Only a handful studies in exist in the current literature on MET in oral cancer. Since, oral squamous cell carcinoma (OSCC) constitutes the majority of oral cancers, OSCC, and oral cancer is used interchangeably in this manuscript. Worthy to note is the expression of E-cadherin in lymph node metastases of 2 of OSCC cases in a study by Schwock et al. which they attributed to MET following nodal metastasis. Another school of thought states that tumor cells may exist in “quasi-mesenchymal” states, rather than undergoing complete transition.6

Hong et al. studied induction of MET in OSCC cell lines by inhibiting Akt activity. Decreased nuclear factor-kappa B signaling and downregulation of snail and twist were observed on Akt inhibition. Hence, they proposed Akt inhibition would be a potential treatment strategy to control cancer metastasis.2

A study by Nguyen et al. investigated the role of fibroblast growth factor receptor 1 (FGFR1), a cytokine (FGF) receptor that acts as oncoprotein during head and neck SCC (HNSCC) tumorigenesis. Simultaneously, they also observed the effects of PD173074, a known selective inhibitor of FGFR1. HNSCC cases demonstrated a high expression of FGFR1 and this correlated with malignant behaviors. An interesting finding was relative overexpression of FGFR1 in EMT cell lines compared to non-EMT cell lines. Furthermore, on treatment with PD173074 cancer cells exhibited a morphological change from spindle-to cobblestone-like. Thus, the authors proposed the therapeutic significance of PD173074 inducing MET which suppressed cancer cell growth and invasion.7

Chang et al. investigated the role of multifunctional signaling modulator, connective tissue growth factor (CTGF) in HNSCC. CTGF acts as either an oncoprotein or a tumor suppressor in different cancer types.

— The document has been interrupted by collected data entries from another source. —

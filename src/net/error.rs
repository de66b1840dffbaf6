//! Per-call outcomes of the transport hooks.

use std::collections::TryReserveError;
use std::io;

use thiserror::Error;

/// Successful outcome of a transport call.
#[derive(Debug, Clone, Copy, PartialEq, Eq)]
pub enum Transfer {
    /// `n` bytes were delivered (read) or accepted (write).
    Ready(usize),
    /// Nothing could be done without blocking; retry on any readiness.
    WouldBlock,
    /// The peer ended the stream.
    Eof,
}

/// A fatal failure of one transport call.
#[derive(Debug, Error)]
pub enum TransportError {
    #[error("TLS error: {0}")]
    Tls(#[from] rustls::Error),

    #[error("socket I/O error: {0}")]
    Io(#[source] io::Error),

    #[error("source file read failed: {0}")]
    FileRead(#[source] io::Error),

    #[error("scratch buffer allocation failed: {0}")]
    Alloc(#[from] TryReserveError),

    #[error("thread context retired by plugin exit")]
    Retired,
}

impl TransportError {
    /// Label used for the `tls_io_errors_total` metric.
    pub fn kind(&self) -> &'static str {
        match self {
            Self::Tls(_) => "tls",
            Self::Io(_) => "io",
            Self::FileRead(_) => "file_read",
            Self::Alloc(_) => "alloc",
            Self::Retired => "retired",
        }
    }
}

#[cfg(test)]
mod tests {
    use super::*;

    #[test]
    fn test_alloc_error_converts() {
        let err = Vec::<u8>::new().try_reserve(usize::MAX).unwrap_err();
        let err = TransportError::from(err);
        assert_eq!(err.kind(), "alloc");
        assert!(err.to_string().starts_with("scratch buffer allocation failed"));
    }
}
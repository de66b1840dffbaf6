//! Process-wide registry of worker thread contexts.
//!
//! # Responsibilities
//! - Track every live thread context so plugin exit can reach them
//! - Let plugin exit retire contexts owned by threads it cannot touch
//!
//! # Design Decisions
//! - The registry holds shared entries, never the contexts themselves;
//!   contexts stay owned by their threads
//! - Retirement is a flag the owning thread observes on its next call
//! - Deregistering an entry that is already gone is a no-op

use std::sync::atomic::{AtomicBool, AtomicU64, AtomicUsize, Ordering};
use std::sync::Arc;

use dashmap::DashMap;

/// Registry view of one worker's context.
#[derive(Debug)]
pub struct WorkerEntry {
    id: u64,
    thread_name: Option<String>,
    retired: AtomicBool,
    slots: AtomicUsize,
}

impl WorkerEntry {
    pub fn id(&self) -> u64 {
        self.id
    }

    pub fn thread_name(&self) -> Option<&str> {
        self.thread_name.as_deref()
    }

    pub fn is_retired(&self) -> bool {
        self.retired.load(Ordering::Acquire)
    }

    pub fn retire(&self) {
        self.retired.store(true, Ordering::Release);
    }

    /// Pool size last published by the owning thread.
    pub fn slots(&self) -> usize {
        self.slots.load(Ordering::Relaxed)
    }

    pub fn publish_slots(&self, slots: usize) {
        self.slots.store(slots, Ordering::Relaxed);
    }
}

#[derive(Debug, Default)]
pub struct ThreadRegistry {
    entries: DashMap<u64, Arc<WorkerEntry>>,
    next_id: AtomicU64,
}

impl ThreadRegistry {
    pub fn new() -> Self {
        Self::default()
    }

    /// Register the calling thread.
    pub fn register(&self) -> Arc<WorkerEntry> {
        let id = self.next_id.fetch_add(1, Ordering::Relaxed);
        let entry = Arc::new(WorkerEntry {
            id,
            thread_name: std::thread::current().name().map(str::to_owned),
            retired: AtomicBool::new(false),
            slots: AtomicUsize::new(0),
        });
        self.entries.insert(id, Arc::clone(&entry));
        entry
    }

    /// Remove an entry. Returns `false` if it was already removed.
    pub fn deregister(&self, id: u64) -> bool {
        self.entries.remove(&id).is_some()
    }

    /// Retire and remove every registered entry. Returns how many were retired.
    pub fn retire_all(&self) -> usize {
        let ids: Vec<u64> = self.entries.iter().map(|e| *e.key()).collect();
        let mut retired = 0;
        for id in ids {
            if let Some((_, entry)) = self.entries.remove(&id) {
                entry.retire();
                retired += 1;
            }
        }
        retired
    }

    pub fn len(&self) -> usize {
        self.entries.len()
    }

    pub fn is_empty(&self) -> bool {
        self.entries.is_empty()
    }

    /// Total pool slots across registered workers.
    pub fn total_slots(&self) -> usize {
        self.entries.iter().map(|e| e.value().slots()).sum()
    }
}
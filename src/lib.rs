//! TLS network layer for a worker-per-thread server.
//!
//! Redirects a host's plain socket calls (read, write, writev, sendfile,
//! close) through a rustls session bound to the same descriptor.

// Host surface
pub mod plugin;

// Core subsystems
pub mod credentials;
pub mod crypto;
pub mod net;
pub mod session;
pub mod worker;

// Cross-cutting concerns
pub mod config;
pub mod lifecycle;
pub mod observability;

pub use config::PluginConfig;
pub use net::{TlsTransport, Transfer, TransportError};
pub use plugin::{Capabilities, InitError, NetworkLayer, TlsPlugin};
pub use session::SessionCache;
pub use worker::ThreadContext;
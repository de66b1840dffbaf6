//! Randomness for the TLS layer.
//!
//! # Data Flow
//! ```text
//! OS entropy
//!     → EntropySource (process-wide, one mutex, periodic OS reseed)
//!     → Drbg (one per worker thread, seeded and reseeded from the source)
//!     → ThreadRandom (rustls SecureRandom reading the calling thread's Drbg)
//!     → handshakes run on that worker thread
//! ```
//!
//! # Design Decisions
//! - The shared source is only touched to seed or reseed a thread generator
//! - rustls takes a `&'static dyn SecureRandom`, so the per-thread generator
//!   lives in a thread-local installed by the worker's context

pub mod drbg;
pub mod entropy;

pub use drbg::{worker_provider, Drbg, DrbgError, DrbgGuard, ThreadRandom, THREAD_RANDOM};
pub use entropy::EntropySource;
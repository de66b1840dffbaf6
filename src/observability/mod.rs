//! Observability subsystem.
//!
//! # Data Flow
//! ```text
//! credentials, session cache, pool, transport:
//!     → logging.rs (tracing subscriber; rustls `log` records bridged in)
//!     → metrics.rs (counters and gauges)
//!
//! Consumers:
//!     → stdout
//!     → Metrics endpoint (Prometheus scrape, demo host only)
//! ```
//!
//! # Design Decisions
//! - Metric updates are cheap enough for the per-call I/O path
//! - Without an installed recorder every metric call is a no-op

pub mod logging;
pub mod metrics;
//! Worker thread lifecycle.
//!
//! # Data Flow
//! ```text
//! worker_init()
//!     → context.rs (install generator, load key, build ServerConfig)
//!     → registry.rs (register entry)
//!     → worker serves connections through the transport hooks
//!
//! plugin_exit()
//!     → registry.rs (retire every entry)
//!     → each context drops its sessions on its next call, or on drop
//! ```

pub mod context;
pub mod registry;

pub use context::ThreadContext;
pub use registry::{ThreadRegistry, WorkerEntry};
//! Configuration schema definitions.
//!
//! This module defines the configuration structure read from `tls.toml`.
//! All types derive Serde traits for deserialization from config files.

use std::path::{Path, PathBuf};

use serde::{Deserialize, Serialize};

/// Default certificate filename under the config directory.
pub const DEFAULT_CERTIFICATE_FILE: &str = "srv_cert.pem";

/// Default private key filename under the config directory.
pub const DEFAULT_PRIVATE_KEY_FILE: &str = "rsa.pem";

/// Default DH parameter filename under the config directory.
pub const DEFAULT_DH_PARAMETER_FILE: &str = "dhparam.pem";

/// Root configuration for the TLS network layer.
#[derive(Debug, Clone, Deserialize, Serialize, Default)]
#[serde(default)]
pub struct PluginConfig {
    /// Credential paths and session settings.
    pub tls: TlsConfig,

    /// Observability settings.
    pub observability: ObservabilityConfig,
}

/// The `[tls]` section.
#[derive(Debug, Clone, Deserialize, Serialize)]
#[serde(default)]
pub struct TlsConfig {
    /// Server certificate (PEM).
    pub certificate_file: Option<PathBuf>,

    /// Extra certificates appended to the served chain (PEM).
    pub certificate_chain_file: Option<PathBuf>,

    /// Server private key (PEM, PKCS#1/PKCS#8/SEC1).
    pub private_key_file: Option<PathBuf>,

    /// Diffie-Hellman parameters (PEM `DH PARAMETERS`).
    pub dh_parameter_file: Option<PathBuf>,

    /// Maximum number of cached sessions before the oldest is evicted.
    pub session_cache_capacity: usize,

    /// Lifetime of a cached session in seconds.
    pub session_cache_timeout_secs: u64,

    /// Issue stateless session tickets in addition to the session cache.
    pub session_tickets: bool,
}

impl Default for TlsConfig {
    fn default() -> Self {
        Self {
            certificate_file: None,
            certificate_chain_file: None,
            private_key_file: None,
            dh_parameter_file: None,
            session_cache_capacity: 50,
            session_cache_timeout_secs: 86_400,
            session_tickets: true,
        }
    }
}

impl TlsConfig {
    /// Resolve the configured paths against `config_dir`, filling in the
    /// conventional filenames for anything left unset.
    pub fn resolve_paths(&self, config_dir: &Path) -> CredentialPaths {
        let resolve = |path: &Path| {
            if path.is_absolute() {
                path.to_path_buf()
            } else {
                config_dir.join(path)
            }
        };
        let or_default = |path: &Option<PathBuf>, default: &str| match path {
            Some(path) => resolve(path),
            None => config_dir.join(default),
        };

        CredentialPaths {
            certificate: or_default(&self.certificate_file, DEFAULT_CERTIFICATE_FILE),
            certificate_chain: self.certificate_chain_file.as_deref().map(resolve),
            private_key: or_default(&self.private_key_file, DEFAULT_PRIVATE_KEY_FILE),
            dh_parameters: or_default(&self.dh_parameter_file, DEFAULT_DH_PARAMETER_FILE),
        }
    }
}

/// Fully resolved credential file locations.
#[derive(Debug, Clone, PartialEq, Eq)]
pub struct CredentialPaths {
    pub certificate: PathBuf,
    pub certificate_chain: Option<PathBuf>,
    pub private_key: PathBuf,
    pub dh_parameters: PathBuf,
}

/// Observability configuration.
#[derive(Debug, Clone, Deserialize, Serialize)]
#[serde(default)]
pub struct ObservabilityConfig {
    /// Log level (trace, debug, info, warn, error).
    pub log_level: String,

    /// Prometheus listener address, if metrics should be exported.
    pub metrics_address: Option<String>,
}

impl Default for ObservabilityConfig {
    fn default() -> Self {
        Self {
            log_level: "info".to_string(),
            metrics_address: None,
        }
    }
}
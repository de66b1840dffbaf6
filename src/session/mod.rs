//! TLS session state.
//!
//! # Data Flow
//! ```text
//! worker thread
//!     → pool.rs (descriptor → slot → TlsSession, thread-owned)
//!     → rustls handshake
//!     → cache.rs (session id → resumption state, shared by all threads)
//! ```

pub mod cache;
pub mod pool;
pub mod tls;

pub use cache::{CacheStats, SessionCache};
pub use pool::{Binding, SessionPool, SlotId};
pub use tls::TlsSession;
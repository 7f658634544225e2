pub mod annotate;
pub mod candidates;
pub mod decision;
pub mod domain;
pub mod itinerary;
pub mod ports;
pub mod session;
pub mod suggest;

pub use decision::{DecisionEngine, DecisionOutcome};
pub use domain::{Activity, CandidateActivity, DayPlan, Interest, MatchType, SetupForm, Stage, TripContext};
pub use itinerary::{build_day_plans, map_search_url, Itinerary};
pub use ports::{CandidateSource, PortError, PortResult};
pub use session::{DiscoveryTicket, LoadOutcome, SessionController, SessionError, ValidationError};
pub use suggest::{SuggestionRequest, SuggestionTicket, SuggestionTracker};
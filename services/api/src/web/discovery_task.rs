//! services/api/src/web/discovery_task.rs
//!
//! This module contains the asynchronous "worker" function that fetches the
//! candidate batch for one entry into the Discovery stage.

use crate::web::{
    protocol::ServerMessage,
    state::{send, AppState, Outbox, SessionState, SharedSession},
};
use std::sync::Arc;
use tokio::task::JoinHandle;
use tracing::{error, info};
use trip_planner_core::{candidates::fetch_candidates, DiscoveryTicket, LoadOutcome, Stage};

/// Spawns the discovery worker for `ticket`.
pub fn spawn_discovery(
    app_state: Arc<AppState>,
    session: SharedSession,
    outbox: Outbox,
    ticket: DiscoveryTicket,
) -> JoinHandle<()> {
    tokio::spawn(discovery_process(app_state, session, outbox, ticket))
}

/// Fetches the batch, then installs it in the session unless the ticket went stale
/// while the lookup was suspended.
pub async fn discovery_process(
    app_state: Arc<AppState>,
    session: SharedSession,
    outbox: Outbox,
    ticket: DiscoveryTicket,
) {
    info!(
        "Discovery process started for '{}' (epoch {}).",
        ticket.destination, ticket.epoch
    );
    send(
        &outbox,
        ServerMessage::CandidatesLoading {
            destination: ticket.destination.clone(),
        },
    );

    // The session lock is not held while the backend is working.
    let batch = fetch_candidates(
        app_state.candidate_source.as_ref(),
        &ticket.destination,
        &ticket.interests,
    )
    .await;

    let mut state = session.lock().await;
    match state.controller.load_candidates(&ticket, batch) {
        LoadOutcome::Ready { total } => {
            info!("Deck ready with {} candidates.", total);
            send_current_candidate(&state, &outbox);
        }
        LoadOutcome::Completed => send_itinerary(&state, &outbox),
        LoadOutcome::Stale => {}
    }
}

/// Sends the candidate on top of the deck, if there is one.
pub fn send_current_candidate(state: &SessionState, outbox: &Outbox) {
    let Some(engine) = state.controller.engine() else {
        return;
    };
    if let (Some(activity), Some((position, total))) = (engine.current(), engine.position()) {
        send(
            outbox,
            ServerMessage::Candidate {
                activity: activity.clone(),
                position,
                total,
            },
        );
    }
}

/// Announces the Itinerary stage and sends the freshly computed itinerary.
pub fn send_itinerary(state: &SessionState, outbox: &Outbox) {
    send(
        outbox,
        ServerMessage::StageChanged {
            stage: Stage::Itinerary,
            trip: state.controller.trip().clone(),
        },
    );
    match state.controller.itinerary() {
        Ok(itinerary) => send(outbox, ServerMessage::itinerary(itinerary)),
        Err(e) => {
            error!("Failed to build itinerary: {}", e);
            send(outbox, ServerMessage::Error { message: e.to_string() });
        }
    }
}
//! crates/trip_planner_core/src/ports.rs
//!
//! Defines the service contracts (traits) for the planner's core logic.
//! These traits form the boundary of the hexagonal architecture, allowing the core
//! to stay independent of the generative backend that supplies candidates.

use async_trait::async_trait;
use crate::domain::{CandidateActivity, Interest};

//=========================================================================================
// Generic Port Error and Result Types
//=========================================================================================

/// A generic error type for all port operations.
/// This abstracts away the specific errors from external services (e.g., network, parsing).
#[derive(Debug, thiserror::Error)]
pub enum PortError {
    #[error("The backend returned a malformed response: {0}")]
    Malformed(String),
    #[error("An unexpected error occurred: {0}")]
    Unexpected(String),
}

/// A convenience type alias for `Result<T, PortError>`.
pub type PortResult<T> = Result<T, PortError>;

//=========================================================================================
// Service Ports (Traits)
//=========================================================================================

#[async_trait]
pub trait CandidateSource: Send + Sync {
    /// Generates an ordered batch of candidate activities for a destination.
    async fn get_activities(
        &self,
        destination: &str,
        interests: &[Interest],
    ) -> PortResult<Vec<CandidateActivity>>;

    /// Suggests city names completing a partial input.
    async fn get_city_completions(&self, partial_input: &str) -> PortResult<Vec<String>>;
}
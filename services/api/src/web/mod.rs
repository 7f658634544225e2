pub mod discovery_task;
pub mod protocol;
pub mod rest;
pub mod state;
pub mod suggestion_task;
pub mod ws_handler;

// Re-export the main handlers to make them easily accessible
// to the binary that builds the web server router.
pub use rest::{build_itinerary_handler, health_handler, list_interests_handler};
pub use ws_handler::ws_handler;

use axum::{
    routing::{get, post},
    Router,
};
use state::AppState;
use std::sync::Arc;

/// All API routes, with the shared state applied.
pub fn api_router(app_state: Arc<AppState>) -> Router {
    Router::new()
        .route("/health", get(health_handler))
        .route("/interests", get(list_interests_handler))
        .route("/itinerary", post(build_itinerary_handler))
        .route("/ws", get(ws_handler))
        .with_state(app_state)
}
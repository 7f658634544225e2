//! Shared fakes and helpers for the api integration tests.

#![allow(dead_code)]

use api_lib::config::Config;
use api_lib::web::state::AppState;
use async_trait::async_trait;
use std::sync::{Arc, Mutex};
use std::time::Duration;
use trip_planner_core::{CandidateActivity, CandidateSource, Interest, PortError, PortResult};

/// An in-memory candidate source with an optional artificial delay on city lookups.
pub struct FakeSource {
    pub names: Vec<String>,
    pub fail: bool,
    pub completion_delay: Duration,
    pub completion_queries: Mutex<Vec<String>>,
}

impl FakeSource {
    pub fn with_names(names: &[&str]) -> Self {
        Self {
            names: names.iter().map(|n| n.to_string()).collect(),
            fail: false,
            completion_delay: Duration::ZERO,
            completion_queries: Mutex::new(Vec::new()),
        }
    }

    pub fn failing() -> Self {
        Self {
            fail: true,
            ..Self::with_names(&[])
        }
    }

    pub fn queries(&self) -> Vec<String> {
        self.completion_queries.lock().unwrap().clone()
    }
}

#[async_trait]
impl CandidateSource for FakeSource {
    async fn get_activities(
        &self,
        destination: &str,
        _interests: &[Interest],
    ) -> PortResult<Vec<CandidateActivity>> {
        if self.fail {
            return Err(PortError::Unexpected("backend unavailable".to_string()));
        }
        Ok(self
            .names
            .iter()
            .enumerate()
            .map(|(i, name)| CandidateActivity {
                id: Some(format!("c{}", i)),
                name: name.clone(),
                description: format!("{} in {}", name, destination),
                kind: "landmark".to_string(),
                tags: vec![],
                map_query: name.clone(),
            })
            .collect())
    }

    async fn get_city_completions(&self, partial_input: &str) -> PortResult<Vec<String>> {
        self.completion_queries
            .lock()
            .unwrap()
            .push(partial_input.to_string());
        if !self.completion_delay.is_zero() {
            tokio::time::sleep(self.completion_delay).await;
        }
        if self.fail {
            return Err(PortError::Malformed("not json".to_string()));
        }
        Ok(vec![format!("{} City, Country", partial_input)])
    }
}

pub fn test_config() -> Config {
    Config::from_lookup(|name| match name {
        "SUGGESTION_DEBOUNCE_MS" => Some("500".to_string()),
        _ => None,
    })
    .expect("default config is valid")
}

pub fn app_state(source: Arc<FakeSource>) -> Arc<AppState> {
    Arc::new(AppState {
        config: Arc::new(test_config()),
        candidate_source: source,
    })
}
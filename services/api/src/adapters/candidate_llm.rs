//! services/api/src/adapters/candidate_llm.rs
//!
//! This module contains the adapter for the generative backend that supplies
//! candidate activities and city-name completions. It implements the
//! `CandidateSource` port from the `core` crate over an OpenAI-compatible
//! chat-completions endpoint (Gemini by default).

const ACTIVITY_SYSTEM_INSTRUCTIONS: &str = r#"You are a travel planning assistant.
You answer ONLY with JSON: a bare array, no prose, no Markdown.
Every element is an object with exactly these string fields:
  "id", "name", "description", "type", "mapQuery"
and one array-of-strings field:
  "tags"
"mapQuery" is what a traveller would type into a map search to find the place."#;

const ACTIVITY_PROMPT_TEMPLATE: &str = r#"Generate a list of {count} interesting activities/places for a traveler visiting {destination}.
The traveler is interested in: {interests}.
Include a mix of "must-see" landmarks and hidden gems.
Each activity must have a descriptive name, a short compelling description, and tags."#;

const CITY_SYSTEM_INSTRUCTIONS: &str =
    "You complete city names. You answer ONLY with a JSON array of strings, no prose, no Markdown.";

const CITY_PROMPT_TEMPLATE: &str = r#"Suggest 5 real-world city names (City, Country) that match or start with "{input}". Return as a simple JSON string array."#;

use async_openai::{
    config::OpenAIConfig,
    error::OpenAIError,
    types::chat::{
        ChatCompletionRequestSystemMessageArgs, ChatCompletionRequestUserMessageArgs,
        CreateChatCompletionRequestArgs,
    },
    Client,
};
use async_trait::async_trait;
use regex::Regex;
use serde::de::DeserializeOwned;
use tracing::{debug, info};
use trip_planner_core::{
    domain::{CandidateActivity, Interest},
    ports::{CandidateSource, PortError, PortResult},
};

//=========================================================================================
// The Main Adapter Struct
//=========================================================================================

/// An adapter that implements `CandidateSource` using an OpenAI-compatible LLM.
#[derive(Clone)]
pub struct LlmCandidateAdapter {
    client: Client<OpenAIConfig>,
    activity_model: String,
    suggestion_model: String,
    activity_count: usize,
}

impl LlmCandidateAdapter {
    /// Creates a new `LlmCandidateAdapter`.
    pub fn new(
        client: Client<OpenAIConfig>,
        activity_model: String,
        suggestion_model: String,
        activity_count: usize,
    ) -> Self {
        Self {
            client,
            activity_model,
            suggestion_model,
            activity_count,
        }
    }

    /// Sends one system + user exchange and returns the text of the first choice.
    async fn complete(&self, model: &str, system: &str, user: String) -> PortResult<String> {
        let messages = vec![
            ChatCompletionRequestSystemMessageArgs::default()
                .content(system)
                .build()
                .map_err(|e| PortError::Unexpected(e.to_string()))?
                .into(),
            ChatCompletionRequestUserMessageArgs::default()
                .content(user)
                .build()
                .map_err(|e| PortError::Unexpected(e.to_string()))?
                .into(),
        ];

        let request = CreateChatCompletionRequestArgs::default()
            .model(model)
            .messages(messages)
            .n(1)
            .build()
            .map_err(|e| PortError::Unexpected(e.to_string()))?;

        // Call the API and manually map the error if it occurs, which respects the orphan rule.
        let response = self
            .client
            .chat()
            .create(request)
            .await
            .map_err(|e: OpenAIError| PortError::Unexpected(e.to_string()))?;

        // A missing choice or empty content is read as an empty array downstream.
        Ok(response
            .choices
            .into_iter()
            .next()
            .and_then(|choice| choice.message.content)
            .unwrap_or_default())
    }
}

//=========================================================================================
// `CandidateSource` Trait Implementation
//=========================================================================================

#[async_trait]
impl CandidateSource for LlmCandidateAdapter {
    async fn get_activities(
        &self,
        destination: &str,
        interests: &[Interest],
    ) -> PortResult<Vec<CandidateActivity>> {
        let prompt = activity_prompt(destination, interests, self.activity_count);
        info!("Requesting {} activities for {}.", self.activity_count, destination);

        let raw = self
            .complete(&self.activity_model, ACTIVITY_SYSTEM_INSTRUCTIONS, prompt)
            .await?;
        debug!("Raw activity response: {}", raw);
        parse_json_array(&raw)
    }

    async fn get_city_completions(&self, partial_input: &str) -> PortResult<Vec<String>> {
        let prompt = CITY_PROMPT_TEMPLATE.replace("{input}", partial_input);
        let raw = self
            .complete(&self.suggestion_model, CITY_SYSTEM_INSTRUCTIONS, prompt)
            .await?;
        parse_json_array(&raw)
    }
}

//=========================================================================================
// Prompt and Response Helpers
//=========================================================================================

pub fn activity_prompt(destination: &str, interests: &[Interest], count: usize) -> String {
    let interests = interests
        .iter()
        .map(|interest| interest.value())
        .collect::<Vec<_>>()
        .join(", ");
    ACTIVITY_PROMPT_TEMPLATE
        .replace("{count}", &count.to_string())
        .replace("{destination}", destination)
        .replace("{interests}", &interests)
}

/// Removes a surrounding Markdown code fence, if the model added one.
fn strip_code_fence(text: &str) -> PortResult<String> {
    let fence = Regex::new(r"(?s)^\s*```[A-Za-z]*\s*(.*?)\s*```\s*$")
        .map_err(|e| PortError::Unexpected(e.to_string()))?;
    Ok(match fence.captures(text) {
        Some(captures) => captures[1].to_string(),
        None => text.trim().to_string(),
    })
}

/// Parses a model reply as a JSON array. The whole batch fails if any element is malformed.
pub fn parse_json_array<T: DeserializeOwned>(raw: &str) -> PortResult<Vec<T>> {
    let body = strip_code_fence(raw)?;
    if body.is_empty() {
        return Ok(Vec::new());
    }
    serde_json::from_str(&body).map_err(|e| PortError::Malformed(e.to_string()))
}

#[cfg(test)]
mod tests {
    use super::*;

    #[test]
    fn prompt_names_destination_interests_and_count() {
        let prompt = activity_prompt("Paris", &[Interest::Food, Interest::Art], 15);
        assert!(prompt.starts_with("Generate a list of 15 interesting activities/places"));
        assert!(prompt.contains("visiting Paris."));
        assert!(prompt.contains("interested in: food, art."));
    }

    #[test]
    fn parses_plain_and_fenced_activity_arrays() {
        let plain = r#"[{"id":"1","name":"Louvre","description":"Art","type":"museum","tags":["art"],"mapQuery":"Louvre"}]"#;
        let fenced = format!("```json\n{}\n```", plain);

        let a: Vec<CandidateActivity> = parse_json_array(plain).unwrap();
        let b: Vec<CandidateActivity> = parse_json_array(&fenced).unwrap();
        assert_eq!(a, b);
        assert_eq!(a[0].id.as_deref(), Some("1"));
        assert_eq!(a[0].kind, "museum");
    }

    #[test]
    fn one_malformed_element_fails_the_batch() {
        let raw = r#"[{"name":"Louvre","description":"Art","type":"museum","tags":[],"mapQuery":"Louvre"},{"name":"Orsay"}]"#;
        let result: PortResult<Vec<CandidateActivity>> = parse_json_array(raw);
        assert!(matches!(result, Err(PortError::Malformed(_))));
    }

    #[test]
    fn empty_reply_is_an_empty_batch() {
        let cities: Vec<String> = parse_json_array("  ").unwrap();
        assert!(cities.is_empty());
    }

    #[test]
    fn parses_city_list() {
        let cities: Vec<String> = parse_json_array(r#"["Paris, France", "Paris, USA"]"#).unwrap();
        assert_eq!(cities, vec!["Paris, France", "Paris, USA"]);
    }
}
//! services/api/src/web/state.rs
//!
//! Defines the application's shared and session-specific states.

use crate::config::Config;
use crate::web::protocol::ServerMessage;
use std::sync::Arc;
use tokio::sync::{mpsc, Mutex};
use tokio_util::sync::CancellationToken;
use trip_planner_core::{ports::CandidateSource, SessionController, SuggestionTracker};
use uuid::Uuid;

/// Outgoing messages for one connection. A writer task drains it into the socket.
pub type Outbox = mpsc::UnboundedSender<ServerMessage>;

/// One connection's session, shared between the message loop and its worker tasks.
pub type SharedSession = Arc<Mutex<SessionState>>;

//=========================================================================================
// AppState (Shared Across All Connections)
//=========================================================================================

/// The shared application state, created once at startup and passed to all handlers.
#[derive(Clone)]
pub struct AppState {
    pub config: Arc<Config>,
    pub candidate_source: Arc<dyn CandidateSource>,
}

//=========================================================================================
// SessionState (Specific to One WebSocket Connection)
//=========================================================================================

/// The state for a single planning session, alive as long as its WebSocket connection.
pub struct SessionState {
    pub session_id: Uuid,
    pub controller: SessionController,
    pub suggestions: SuggestionTracker,
    /// A token to cancel the pending (debounced) suggestion lookup.
    pub suggestion_cancel: CancellationToken,
}

impl SessionState {
    pub fn new() -> Self {
        Self {
            session_id: Uuid::new_v4(),
            controller: SessionController::new(),
            suggestions: SuggestionTracker::new(),
            suggestion_cancel: CancellationToken::new(),
        }
    }

    pub fn shared() -> SharedSession {
        Arc::new(Mutex::new(Self::new()))
    }
}

impl Default for SessionState {
    fn default() -> Self {
        Self::new()
    }
}

/// Queues a message for the client. A closed outbox only means the client is gone.
pub fn send(outbox: &Outbox, message: ServerMessage) {
    if outbox.send(message).is_err() {
        tracing::debug!("Outbox closed; dropping message for disconnected client.");
    }
}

Their results revealed that CTGF promoted MET and reduced invasiveness in HNSCC cells.8

Recently, a study by Cheng et al. investigated the expression of growth differentiation factor-10 (GDF10) (a member of the transforming growth factor-β [TGF-β] superfamily) in oral cancer cell lines. They found GDF10 to be down-regulated during oral carcinogenesis. GDF10 inhibited EMT and hence authors suggested the use of TGFBR3, an upstream activator of GDF10 expression to reversing the process of EMT.9

Thus, induction of MET made possible in oral cancer cells due to epithelial plasticity may guide us toward novel therapeutic avenues to oral cancer. As the current research is heading toward uncovering the molecular mechanisms underlying EMT/MET, the future of EMT/MET research seems to be promising.